Probably not, right?
Of course not. Nano-tube grids aren't even semiconductors!
So there might still be some headroom to expand into by turning up the clock speed dial a bit more.
Well, no, not really. This problem is an _architectural_ problem first and foremost, not a clock-frequency problem as in the clocking of the transistors(...or heat or power consumption), and not something you solve with some wonder-material. If you check the paper, they project the wire delay and simply speed of light makes 1% of the chip reachable within one clockcycle! If you get a material that conducts current considerably faster than the speed of light, ok, then you're home free...
And still there is the problem with the memory gap, if we say...crank up the clock frequency to 20GHz, DRAM memory latency won't be anywhere near 1/6th the latency of today. And the latency today to the main memory is in the order of 100cc!
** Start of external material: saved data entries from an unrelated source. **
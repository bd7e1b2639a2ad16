//! Conversion limits
//!
//! Limits bound what the converter accepts: how deep a host object graph may
//! nest before the dispatcher gives up, and how long a bin name may be under
//! strict mode.
//!
//! ## Contract
//!
//! Violations are reported as [`LimitError`] and converted into the
//! conversion error taxonomy: an over-long bin name is `BinNameTooLong`, an
//! over-deep graph is `ClientError`.

use crate::error::ConversionError;
use crate::record::BIN_NAME_MAX_LEN;
use thiserror::Error;

/// Conversion limits
#[derive(Debug, Clone, PartialEq, Eq)]
pub struct Limits {
    /// Maximum nesting depth of lists and maps (default: 128)
    pub max_nesting_depth: usize,

    /// Maximum bin name length in bytes under strict mode (default: 14)
    pub bin_name_max_len: usize,
}

impl Default for Limits {
    fn default() -> Self {
        Limits {
            max_nesting_depth: 128,
            bin_name_max_len: BIN_NAME_MAX_LEN,
        }
    }
}

impl Limits {
    /// Create limits with small values for testing
    pub fn with_small_limits() -> Self {
        Limits {
            max_nesting_depth: 4,
            bin_name_max_len: BIN_NAME_MAX_LEN,
        }
    }

    /// Validate a bin name length
    pub fn validate_bin_name(&self, name: &str) -> Result<(), LimitError> {
        if name.len() > self.bin_name_max_len {
            return Err(LimitError::BinNameTooLong {
                actual: name.len(),
                max: self.bin_name_max_len,
            });
        }
        Ok(())
    }

    /// Validate a nesting depth reached by the dispatcher
    pub fn validate_depth(&self, depth: usize) -> Result<(), LimitError> {
        if depth > self.max_nesting_depth {
            return Err(LimitError::NestingTooDeep {
                actual: depth,
                max: self.max_nesting_depth,
            });
        }
        Ok(())
    }
}

/// Limit validation errors
#[derive(Debug, Error, PartialEq, Eq)]
pub enum LimitError {
    /// Bin name exceeds maximum length
    #[error("A bin name should not exceed {max} characters limit")]
    BinNameTooLong {
        /// Actual length in bytes
        actual: usize,
        /// Maximum allowed length
        max: usize,
    },

    /// Object graph nests deeper than allowed
    #[error("Nesting too deep: {actual} levels exceeds maximum {max}")]
    NestingTooDeep {
        /// Depth reached
        actual: usize,
        /// Maximum allowed depth
        max: usize,
    },
}

impl LimitError {
    /// Get the reason code
    pub fn reason_code(&self) -> &'static str {
        match self {
            LimitError::BinNameTooLong { .. } => "bin_name_too_long",
            LimitError::NestingTooDeep { .. } => "nesting_too_deep",
        }
    }
}

impl From<LimitError> for ConversionError {
    #[track_caller]
    fn from(err: LimitError) -> Self {
        match err {
            LimitError::BinNameTooLong { .. } => ConversionError::bin_name(err.to_string()),
            LimitError::NestingTooDeep { .. } => ConversionError::client(err.to_string()),
        }
    }
}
We have alleviated this by cache memories(and deeper pipelines) so far, but even now in the AMD64 and P4 the L1 cache have about 3cc latency b/c of wire delay! L2 cache about 15-30cc depending on the size. And if you want to keep the latency down, you have to have less cache. Less cache -> less efficiency. There's just no good compromise, really.
The moral of the story is that we need new microarchitectures, the monolithic core just can't hack it anymore. We need to somehow segment the chip so we can have different clock domains. One way of doing that is dual-core, you get 2 clock domains with two cores and so on. One is maybe to have parts(ALU, pipeline-stages et.c.) of the core clocked separately, but then you must have asynchronous communication between the parts with handshaking and the lot. Increases the complexity a fair bit.
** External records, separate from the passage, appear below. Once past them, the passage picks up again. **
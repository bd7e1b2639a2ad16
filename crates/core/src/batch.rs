//! Batch read results

use crate::key::Key;
use crate::record::Record;

/// Driver outcome for one key of a batch read
#[derive(Debug, Clone, PartialEq)]
pub enum ReadOutcome<'a> {
    /// The record exists
    Found(Record<'a>),
    /// No record for this key
    NotFound,
    /// The driver reported a per-key failure
    Failed {
        /// Driver status code
        code: i32,
    },
}

impl<'a> ReadOutcome<'a> {
    /// The record, if one was found
    pub fn record(&self) -> Option<&Record<'a>> {
        match self {
            ReadOutcome::Found(r) => Some(r),
            _ => None,
        }
    }
}

/// One entry of a batch read
#[derive(Debug, Clone, PartialEq)]
pub struct BatchRead<'a> {
    /// Requested key
    pub key: Key<'a>,
    /// What the driver returned for it
    pub outcome: ReadOutcome<'a>,
}

impl<'a> BatchRead<'a> {
    /// A found record
    pub fn found(key: Key<'a>, record: Record<'a>) -> Self {
        BatchRead {
            key,
            outcome: ReadOutcome::Found(record),
        }
    }

    /// A miss
    pub fn not_found(key: Key<'a>) -> Self {
        BatchRead {
            key,
            outcome: ReadOutcome::NotFound,
        }
    }

    /// A per-key driver failure
    pub fn failed(key: Key<'a>, code: i32) -> Self {
        BatchRead {
            key,
            outcome: ReadOutcome::Failed { code },
        }
    }
}
//! Batch read externalization
//!
//! One `(key, meta, bins)` tuple per requested key, in request order. A key
//! with no record, or one the driver failed on, becomes `(key, None, None)`.
//! A found record that cannot be converted fails the whole batch.

use crate::converter::Converter;
use crate::record::{record_to_object_at, BinShape};
use kvmarshal_core::{BatchRead, ReadOutcome, Result};
use kvmarshal_host::Object;
use tracing::{debug, trace};

impl Converter {
    /// Externalize a batch read result
    pub fn batch_to_object(&self, reads: &[BatchRead<'_>]) -> Result<Object> {
        trace!(entries = reads.len(), "batch to object");
        let dec = self.decoder();
        let mut out = Vec::with_capacity(reads.len());
        for read in reads {
            let entry = match &read.outcome {
                ReadOutcome::Found(record) => {
                    record_to_object_at(&dec, record, Some(&read.key), BinShape::Canonical, 0)?
                }
                ReadOutcome::NotFound => self.missing_entry(read),
                ReadOutcome::Failed { code } => {
                    debug!(code, namespace = read.key.namespace(), "batch entry failed");
                    self.missing_entry(read)
                }
            };
            out.push(entry);
        }
        Ok(Object::List(out))
    }

    fn missing_entry(&self, read: &BatchRead<'_>) -> Object {
        Object::Tuple(vec![self.key_to_object(&read.key), Object::None, Object::None])
    }
}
Another is perhaps to make the whole core clockless, i.e. asynchronous. Philips&ARM have researched that subject for 10+ years(Amulet), so it doesn't look all that simple unfortunately. But simple 16-bit asynchronous processors are on the way to the market after all apparently. We'll see how that pans out.
Anyway, the future is in high level parallelism, the monolithic core as we have today is doomed. Now the question is how to exploit the parallelism, and that's a whole another ball'o'wax.